This requires that the network maintains consensus around the information recorded on the blockchain. How this consensus is achieved impacts the security and economic parameters of the protocol. Here are five examples of how it’s done.

1. Proof of Work (PoW)

Proof of work is the first distributed consensus mechanism, pioneered by bitcoin’s pseudonymous creator, Satoshi Nakamoto. Many cryptocurrencies followed suit, including Ethereum. In PoW, all the computers in the network that are tasked with maintaining the security of the blockchain — known as Miners in bitcoin — work to solve a puzzle consisting of a mathematical function called a hash. This task is straightforward (for a computer) but extremely repetitive, and therefore computationally expensive. Computers compete to find a hash with specific properties. The computer that finds the answer first — the proof that they have done the necessary work — is allowed to add a new block of transactions to the blockchain. They are rewarded with a tranche of newly-minted bitcoins (currently 12.5 BTC per block, or roughly every 10 minutes), plus all of the small transaction fees users have paid to send coins.

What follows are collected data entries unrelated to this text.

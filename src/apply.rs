use std::collections::VecDeque;

use crate::{ApplyError, ChangeStep};

/// An ordered, index addressable collection that flat change lists can be
/// applied to.
///
/// Only the four structural primitives need to be provided. Moves are
/// expressed through them as a removal followed by an insertion.
pub trait OrderedCollection {
    type Item;

    fn len(&self) -> usize;

    fn is_empty(&self) -> bool { self.len() == 0 }

    /// Inserts `item` at `index`, shifting later elements back.
    /// `index` is at most [`len`](Self::len).
    fn insert_at(&mut self, index: usize, item: Self::Item);

    /// Removes and returns the element at `index`, shifting later elements
    /// forward. `index` is less than [`len`](Self::len).
    fn remove_at(&mut self, index: usize) -> Self::Item;

    /// Replaces the element at `index`. `index` is less than
    /// [`len`](Self::len).
    fn replace_at(&mut self, index: usize, item: Self::Item);

    /// Moves the element at `from` so that it ends up at `to`.
    ///
    /// # Panics
    ///
    /// Panics if either index is out of bounds.
    fn move_element(&mut self, from: usize, to: usize) {
        assert!(
            from < self.len() && to < self.len(),
            "Cannot move from {from} to {to} in a collection of {} elements",
            self.len()
        );

        let item = self.remove_at(from);
        self.insert_at(to, item);
    }

    /// Applies `changes` one at a time in the given order.
    ///
    /// The changes must be ordered for sequential application, such as the
    /// ones returned by [`changes`](crate::changes). Changes ordered for a
    /// batch update refer to intermediate states that don't exist when
    /// applying them one by one.
    ///
    /// # Errors
    ///
    /// Returns [`ApplyError::IndexOutOfBounds`] when a step refers to a
    /// position outside of the collection. The steps before it stay applied.
    fn apply_changes(
        &mut self,
        changes: impl IntoIterator<Item = ChangeStep<Self::Item, usize>>,
    ) -> Result<(), ApplyError> {
        for (step, change) in changes.into_iter().enumerate() {
            let len = self.len();
            let out_of_bounds = |index| ApplyError::IndexOutOfBounds { step, index, len };

            match change {
                ChangeStep::Insert { item, at } => {
                    if at > len {
                        return Err(out_of_bounds(at));
                    }
                    self.insert_at(at, item);
                }
                ChangeStep::Delete { at, .. } => {
                    if at >= len {
                        return Err(out_of_bounds(at));
                    }
                    self.remove_at(at);
                }
                ChangeStep::Update { item, at } => {
                    if at >= len {
                        return Err(out_of_bounds(at));
                    }
                    self.replace_at(at, item);
                }
                ChangeStep::Move { item, from, to } => {
                    if from >= len || to >= len {
                        return Err(out_of_bounds(from.max(to)));
                    }
                    self.remove_at(from);
                    self.insert_at(to, item);
                }
            }
        }

        Ok(())
    }
}

impl<T> OrderedCollection for Vec<T> {
    type Item = T;

    fn len(&self) -> usize { Vec::len(self) }

    fn insert_at(&mut self, index: usize, item: T) { self.insert(index, item); }

    fn remove_at(&mut self, index: usize) -> T { self.remove(index) }

    fn replace_at(&mut self, index: usize, item: T) { self[index] = item; }
}

impl<T> OrderedCollection for VecDeque<T> {
    type Item = T;

    fn len(&self) -> usize { VecDeque::len(self) }

    fn insert_at(&mut self, index: usize, item: T) { self.insert(index, item); }

    fn remove_at(&mut self, index: usize) -> T {
        match self.remove(index) {
            Some(item) => item,
            None => panic!("Index {index} is out of bounds for a deque of {} elements", self.len()),
        }
    }

    fn replace_at(&mut self, index: usize, item: T) { self[index] = item; }
}

#[cfg(test)]
mod tests {
    use pretty_assertions::assert_eq;
    use proptest::prelude::*;

    use super::*;
    use crate::{changes, changes_by_value};

    #[test]
    fn test_move_element() {
        let mut items = vec!['a', 'b', 'c', 'd'];

        items.move_element(0, 2);
        assert_eq!(items, vec!['b', 'c', 'a', 'd']);

        items.move_element(3, 0);
        assert_eq!(items, vec!['d', 'b', 'c', 'a']);

        items.move_element(1, 1);
        assert_eq!(items, vec!['d', 'b', 'c', 'a']);
    }

    #[test]
    #[should_panic(expected = "Cannot move from 4 to 0")]
    fn test_move_element_out_of_bounds() { vec![1, 2].move_element(4, 0); }

    #[test]
    fn test_apply_to_deque() {
        let old = ["a", "b", "c"];
        let new = ["c", "x", "a"];

        let mut built = VecDeque::from(old);
        built.apply_changes(changes_by_value(&old, &new)).unwrap();
        assert_eq!(built, VecDeque::from(new));
    }

    #[test]
    fn test_apply_unordered_move() {
        let mut items = vec!["a", "b", "c"];

        items
            .apply_changes([ChangeStep::Move {
                item: "a",
                from: 0,
                to: 2,
            }])
            .unwrap();
        assert_eq!(items, vec!["b", "c", "a"]);
    }

    #[test]
    fn test_out_of_bounds_step_is_reported() {
        let mut items = vec![1, 2, 3];

        let result = items.apply_changes([
            ChangeStep::Delete { item: 3, at: 2 },
            ChangeStep::Update { item: 9, at: 2 },
        ]);

        assert_eq!(
            result,
            Err(ApplyError::IndexOutOfBounds {
                step: 1,
                index: 2,
                len: 2
            })
        );
        assert_eq!(items, vec![1, 2]);
    }

    #[derive(Debug, Clone, PartialEq)]
    struct Entry {
        id: u8,
        revision: u8,
    }

    fn entries() -> impl Strategy<Value = Vec<Entry>> {
        prop::collection::vec((0_u8..12, 0_u8..3), 0..30).prop_map(|pairs| {
            pairs
                .into_iter()
                .map(|(id, revision)| Entry { id, revision })
                .collect::<Vec<_>>()
        })
    }

    proptest! {
        #[test]
        fn sequential_changes_build_new(
            old in prop::collection::vec(0_u8..10, 0..50),
            new in prop::collection::vec(0_u8..10, 0..50),
        ) {
            let mut built = old.clone();
            prop_assert_eq!(built.apply_changes(changes_by_value(&old, &new)), Ok(()));
            prop_assert_eq!(&built, &new);

            let mut rebuilt = new.clone();
            prop_assert_eq!(rebuilt.apply_changes(changes_by_value(&new, &old)), Ok(()));
            prop_assert_eq!(rebuilt, old);
        }

        #[test]
        fn sequential_changes_with_updates_build_new(old in entries(), new in entries()) {
            let steps = changes(&old, &new, |entry| entry.id, |a, b| a.revision != b.revision);

            let mut built = old.clone();
            prop_assert_eq!(built.apply_changes(steps), Ok(()));
            prop_assert_eq!(built, new);
        }

        #[test]
        fn identical_sequences_need_no_changes(items in prop::collection::vec(0_u8..10, 0..50)) {
            prop_assert!(changes_by_value(&items, &items).is_empty());
        }
    }
}
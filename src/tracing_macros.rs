//! Logging macros that compile to nothing when tracing is disabled.
//!
//! Tracing is enabled when either the `tracing` feature is on or the crate is
//! built for its own tests.

/// Emit a trace-level log message.
#[cfg(any(test, feature = "tracing"))]
macro_rules! trace {
    ($($arg:tt)*) => {
        tracing::trace!($($arg)*);
    };
}

/// Emit a trace-level log message (no-op version).
#[cfg(not(any(test, feature = "tracing")))]
macro_rules! trace {
    ($($arg:tt)*) => {};
}

/// Emit a debug-level log message.
#[cfg(any(test, feature = "tracing"))]
macro_rules! debug {
    ($($arg:tt)*) => {
        tracing::debug!($($arg)*);
    };
}

/// Emit a debug-level log message (no-op version).
#[cfg(not(any(test, feature = "tracing")))]
macro_rules! debug {
    ($($arg:tt)*) => {};
}
impl<S, R> Table<S, R> {
    /// Creates a table without sections.
    #[must_use]
    pub fn new() -> Self { Self::default() }

    fn from_parts(rows: Vec<R>, sections: Vec<SectionEntry<S>>) -> Self {
        debug_assert_eq!(
            sections.iter().map(|section| section.range.len()).sum::<usize>(),
            rows.len(),
            "Sections must cover every row"
        );

        let first_non_empty = sections.iter().position(|section| !section.range.is_empty());
        let last_non_empty = sections.iter().rposition(|section| !section.range.is_empty());

        Self {
            rows,
            sections,
            section_start: first_non_empty.unwrap_or(0),
            section_end: last_non_empty.map_or(0, |index| index + 1),
        }
    }

    /// Creates a table from `(section, rows)` pairs.
    ///
    /// ```
    /// use sectioned_diff::Table;
    ///
    /// let table = Table::from_sections([("1", vec![0, 1, 2]), ("2", vec![3, 4])]);
    /// assert_eq!(table.len(), 5);
    /// assert_eq!(table.section_count(), 2);
    /// ```
    pub fn from_sections<I>(sections: impl IntoIterator<Item = (S, I)>) -> Self
    where
        I: IntoIterator<Item = R>,
    {
        let mut rows = Vec::new();
        let mut entries = Vec::new();

        for (value, section_rows) in sections {
            let offset = rows.len();
            rows.extend(section_rows);
            entries.push(SectionEntry {
                value,
                range: offset..rows.len(),
            });
        }

        Self::from_parts(rows, entries)
    }

    /// Creates a table from a flat list of rows. A new section starts at
    /// every row for which `section_value` returns a section.
    ///
    /// ```
    /// use sectioned_diff::Table;
    ///
    /// let table = Table::from_rows(0..10, |row| (row % 5 == 0).then(|| row / 5));
    /// assert_eq!(table.section_count(), 2);
    /// ```
    ///
    /// # Panics
    ///
    /// Panics if `section_value` doesn't return a section for the first row.
    /// Use [`try_from_rows`](Self::try_from_rows) to handle this case.
    pub fn from_rows(
        rows: impl IntoIterator<Item = R>,
        section_value: impl FnMut(&R) -> Option<S>,
    ) -> Self {
        match Self::try_from_rows(rows, section_value) {
            Ok(table) => table,
            Err(error) => panic!("{error}"),
        }
    }

    /// Fallible version of [`from_rows`](Self::from_rows).
    ///
    /// # Errors
    ///
    /// Returns [`TableError::MissingLeadingSection`] if `section_value`
    /// doesn't return a section for the first row.
    pub fn try_from_rows(
        rows: impl IntoIterator<Item = R>,
        mut section_value: impl FnMut(&R) -> Option<S>,
    ) -> Result<Self, TableError> {
        let rows: Vec<R> = rows.into_iter().collect();

        let mut entries = Vec::new();
        let mut current: Option<(S, usize)> = None;

        for (index, row) in rows.iter().enumerate() {
            let Some(value) = section_value(row) else {
                if index == 0 {
                    return Err(TableError::MissingLeadingSection);
                }
                continue;
            };

            if let Some((previous, start)) = current.take() {
                entries.push(SectionEntry {
                    value: previous,
                    range: start..index,
                });
            }
            current = Some((value, index));
        }

        if let Some((previous, start)) = current {
            entries.push(SectionEntry {
                value: previous,
                range: start..rows.len(),
            });
        }

        Ok(Self::from_parts(rows, entries))
    }

    /// Number of rows across all sections.
    pub fn len(&self) -> usize { self.rows.len() }

    pub fn is_empty(&self) -> bool { self.rows.is_empty() }

    /// Number of sections, including empty ones.
    pub fn section_count(&self) -> usize { self.sections.len() }

    pub fn section(&self, section: usize) -> Option<TableSection<'_, S, R>> {
        self.sections
            .get(section)
            .map(|entry| TableSection::new(&entry.value, &self.rows[entry.range.clone()]))
    }

    pub fn sections(
        &self,
    ) -> impl ExactSizeIterator<Item = TableSection<'_, S, R>> + DoubleEndedIterator {
        self.sections
            .iter()
            .map(|entry| TableSection::new(&entry.value, &self.rows[entry.range.clone()]))
    }

    /// Replaces every section of the table.
    pub fn set_sections<I>(&mut self, sections: impl IntoIterator<Item = (S, I)>)
    where
        I: IntoIterator<Item = R>,
    {
        *self = Self::from_sections(sections);
    }

    pub fn remove_empty_sections(&mut self) {
        let sections = std::mem::take(self).into_sections();
        *self = Self::from_sections(sections.into_iter().filter(|(_, rows)| !rows.is_empty()));
    }

    /// Splits the table into its `(section, rows)` pairs.
    pub fn into_sections(self) -> Vec<(S, Vec<R>)> {
        let mut rows = self.rows.into_iter();

        self.sections
            .into_iter()
            .map(|entry| {
                let section_rows = rows.by_ref().take(entry.range.len()).collect();
                (entry.value, section_rows)
            })
            .collect()
    }

    /// Iterates over every row, section by section.
    pub fn iter(&self) -> std::slice::Iter<'_, R> { self.rows.iter() }

    /// Index of the first row, skipping leading empty sections. Equals
    /// [`end_index`](Self::end_index) for a table without rows.
    pub fn start_index(&self) -> TableIndex { TableIndex::new(self.section_start, 0) }

    /// Index right after the last row, skipping trailing empty sections.
    pub fn end_index(&self) -> TableIndex { TableIndex::new(self.section_end, 0) }

    /// Index of the row following `index`, or [`end_index`](Self::end_index)
    /// if `index` points at the last row.
    pub fn index_after(&self, index: TableIndex) -> TableIndex {
        let Some(entry) = self.sections.get(index.section) else {
            return self.end_index();
        };

        if index.row + 1 < entry.range.len() {
            return TableIndex::new(index.section, index.row + 1);
        }

        self.sections
            .iter()
            .enumerate()
            .skip(index.section + 1)
            .find(|(_, entry)| !entry.range.is_empty())
            .map_or_else(|| self.end_index(), |(section, _)| TableIndex::new(section, 0))
    }

    /// Index of the row preceding `index`.
    ///
    /// # Panics
    ///
    /// Panics if `index` isn't after [`start_index`](Self::start_index).
    pub fn index_before(&self, index: TableIndex) -> TableIndex {
        assert!(
            index > self.start_index(),
            "Cannot step before the first row of the table"
        );

        if index.row > 0 {
            return TableIndex::new(index.section, index.row - 1);
        }

        let mut section = index.section - 1;
        while self.sections[section].range.is_empty() {
            section -= 1;
        }

        TableIndex::new(section, self.sections[section].range.len() - 1)
    }

    /// Advances `index` by `distance` rows.
    pub fn index_offset_by(&self, index: TableIndex, distance: usize) -> TableIndex {
        (0..distance).fold(index, |index, _| self.index_after(index))
    }

    /// Every valid row index in order.
    pub fn indices(&self) -> impl Iterator<Item = TableIndex> + '_ {
        let end = self.end_index();
        let start = Some(self.start_index()).filter(|start| *start != end);

        std::iter::successors(start, move |&index| {
            Some(self.index_after(index)).filter(|next| *next != end)
        })
    }

    /// Whether `index` points at an existing row.
    pub fn is_valid_index(&self, index: TableIndex) -> bool { self.flat_position(index).is_some() }

    pub fn get(&self, index: TableIndex) -> Option<&R> {
        self.flat_position(index).map(|position| &self.rows[position])
    }

    pub fn get_mut(&mut self, index: TableIndex) -> Option<&mut R> {
        self.flat_position(index)
            .map(|position| &mut self.rows[position])
    }

    /// Replaces the row at `index`, returning the previous one.
    ///
    /// # Panics
    ///
    /// Panics if `index` doesn't point at an existing row.
    pub fn set(&mut self, index: TableIndex, row: R) -> R {
        std::mem::replace(&mut self[index], row)
    }

    /// Checked version of [`set`](Self::set).
    ///
    /// # Errors
    ///
    /// Returns [`TableError::IndexOutOfBounds`] if `index` doesn't point at an
    /// existing row.
    pub fn try_set(&mut self, index: TableIndex, row: R) -> Result<R, TableError> {
        let error = self.out_of_bounds(index);
        self.get_mut(index)
            .map(|existing| std::mem::replace(existing, row))
            .ok_or(error)
    }

    /// Inserts `row` at `index`. Inserting at
    /// [`end_index`](Self::end_index) appends to the last non-empty section.
    ///
    /// # Panics
    ///
    /// Panics if `index` isn't a valid insertion point.
    pub fn insert(&mut self, index: TableIndex, row: R) {
        if let Err(error) = self.try_insert(index, row) {
            panic!("{error}");
        }
    }

    /// Checked version of [`insert`](Self::insert).
    ///
    /// # Errors
    ///
    /// Returns [`TableError::IndexOutOfBounds`] if `index` is neither inside
    /// or right after the rows of an existing section nor the end index.
    pub fn try_insert(&mut self, index: TableIndex, row: R) -> Result<(), TableError> {
        let is_insertion_point = !self.sections.is_empty()
            && (index == self.end_index()
                || self
                    .sections
                    .get(index.section)
                    .is_some_and(|entry| index.row <= entry.range.len()));

        if !is_insertion_point {
            return Err(self.out_of_bounds(index));
        }

        self.splice(index..index, [row]);
        Ok(())
    }

    /// Removes and returns the row at `index`. The section stays even if it
    /// becomes empty.
    ///
    /// # Panics
    ///
    /// Panics if `index` doesn't point at an existing row.
    pub fn remove(&mut self, index: TableIndex) -> R {
        match self.try_remove(index) {
            Ok(row) => row,
            Err(error) => panic!("{error}"),
        }
    }

    /// Checked version of [`remove`](Self::remove).
    ///
    /// # Errors
    ///
    /// Returns [`TableError::IndexOutOfBounds`] if `index` doesn't point at an
    /// existing row.
    pub fn try_remove(&mut self, index: TableIndex) -> Result<R, TableError> {
        if !self.is_valid_index(index) {
            return Err(self.out_of_bounds(index));
        }

        let mut removed = self.splice(index..TableIndex::new(index.section, index.row + 1), []);
        debug_assert_eq!(removed.len(), 1, "Exactly one row must be removed");

        Ok(removed.swap_remove(0))
    }

    /// Removes the rows in `range`. See
    /// [`replace_subrange`](Self::replace_subrange).
    pub fn remove_subrange(&mut self, range: Range<TableIndex>) { self.splice(range, []); }

    /// Replaces the rows in `range` with `rows`.
    ///
    /// The sections spanned by `range` are merged into the first of them,
    /// which receives the rows before `range`, then `rows`, then the rows
    /// after `range`. Sections outside of `range` are left untouched. An
    /// exclusive end pointing at the first row of a section doesn't span that
    /// section.
    ///
    /// # Panics
    ///
    /// Panics if the table has no sections or `range` doesn't fit the table.
    pub fn replace_subrange(
        &mut self,
        range: Range<TableIndex>,
        rows: impl IntoIterator<Item = R>,
    ) {
        self.splice(range, rows);
    }

    fn splice(&mut self, range: Range<TableIndex>, rows: impl IntoIterator<Item = R>) -> Vec<R> {
        assert!(
            !self.sections.is_empty(),
            "Cannot replace rows of a table without sections"
        );

        let range = if range.is_empty() && range.start == self.end_index() && self.section_end > 0 {
            let last = self.section_end - 1;
            let past_last = TableIndex::new(last, self.sections[last].range.len());
            past_last..past_last
        } else {
            range
        };

        let lower = range.start;
        let upper = if range.end.row == 0 && !range.is_empty() {
            let section = range.end.section - 1;
            TableIndex::new(section, self.sections[section].range.len())
        } else {
            range.end
        };

        assert!(
            lower.section <= upper.section && upper.section < self.sections.len(),
            "Range {lower}..{upper} is out of bounds for a table with {} sections",
            self.sections.len()
        );

        let mut sections = std::mem::take(self).into_sections();
        let mut spanned = sections.drain(lower.section..=upper.section);

        let (value, mut combined) = spanned
            .next()
            .unwrap_or_else(|| unreachable!("The spanned section range is never empty"));

        let mut last_start = 0;
        for (_, section_rows) in spanned {
            last_start = combined.len();
            combined.extend(section_rows);
        }

        let removed = combined
            .splice(lower.row..last_start + upper.row, rows)
            .collect();

        sections.insert(lower.section, (value, combined));
        *self = Self::from_sections(sections);

        removed
    }

    /// Position of the row `index` in the backing array.
    fn flat_position(&self, index: TableIndex) -> Option<usize> {
        self.sections
            .get(index.section)
            .filter(|entry| index.row < entry.range.len())
            .map(|entry| entry.range.start + index.row)
    }

    fn out_of_bounds(&self, index: TableIndex) -> TableError {
        TableError::IndexOutOfBounds {
            index,
            section_count: self.sections.len(),
        }
    }

    /// Index of the first row equal to `row`.
    pub fn first_index_of(&self, row: &R) -> Option<TableIndex>
    where
        R: PartialEq,
    {
        let position = self.rows.iter().position(|candidate| candidate == row)?;

        self.sections
            .iter()
            .position(|entry| entry.range.contains(&position))
            .map(|section| TableIndex::new(section, position - self.sections[section].range.start))
    }

    /// Copies the rows in `range` into a new table.
    ///
    /// Sections before the range stay, possibly emptied. Sections after
    /// `range.end` are merged into the section holding the end of the range.
    pub fn sub_table(&self, range: Range<TableIndex>) -> Self
    where
        S: Clone,
        R: Clone,
    {
        let mut result = self.clone();
        if result.sections.is_empty() {
            return result;
        }

        result.splice(range.end..result.end_index(), []);
        result.splice(result.start_index()..range.start, []);

        result
    }
}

PoW operates on the principle that it is expensive to add a tranche of new transactions to the blockchain, but very easy to check if the transactions are valid due to the transparent nature of the ledger. Miners collectively verify the entire blockchain, and transactions aren’t considered to be fully ‘confirmed’ until several new blocks have been added on top of them. If a malicious actor tries to spend coins fraudulently, those transactions will be ignored by the rest of the network. The only way that an attacker could commit such a fraud is to possess a huge amount of computational power, such that they could mine block after block, winning the proof of work competition time after time. This is known as a ‘51% attack’ due to the need to possess more than half of total network hashrate. The reality is that no miner has such a proportion of total hashing power. Thus attempting such a fraud is 1) extremely expensive (since it costs as much as the hardware and energy required, plus the opportunity cost of not supporting the valid version of the blockchain and receiving rewards in return) and 2) extremely unlikely to succeed. Consequently it is better (i.e. more profitable) for miners to remain honest.

2. Proof of Stake

Due to the amount of computational power required, PoW is costly and energy intensive. A whole industry has grown up around creating custom chips designed only for mining. Proof of stake (PoS) is an alternative approach that has gained popularity in recent years and that requires no specialist hardware. In PoW, hashrate determines how likely a participant is to add the next block of transactions to the blockchain. In PoS, the participant’s coin stake determines their likelihood. That is, each network node is linked to an address, and the more coins that address holds, the more likely it is that they will mine (or ‘stake’, in this instance) the next block. It is like a lottery: the winner is determined by chance, but the more coins (lottery tickets) they have, the greater the odds. An attacker who wants to make a fraudulent transaction would need over 50% of coins to process the required transactions reliably; buying these would push the price up and make such an endeavour prohibitively expensive.

The PoS system was pioneered by Nxt. Because it is not energy-intensive, like PoW, the costs do not need reimbursing in the same way as they do for bitcoin. Thus PoS systems are well suited to platforms where there is a static coin supply, without inflation from block rewards. Stakers’ rewards consist only of transaction fees. This is the approach taken by most crowdsale-funded platforms, where tokens are distributed based on investment, and diluting this with more coins would be viewed unfavourably.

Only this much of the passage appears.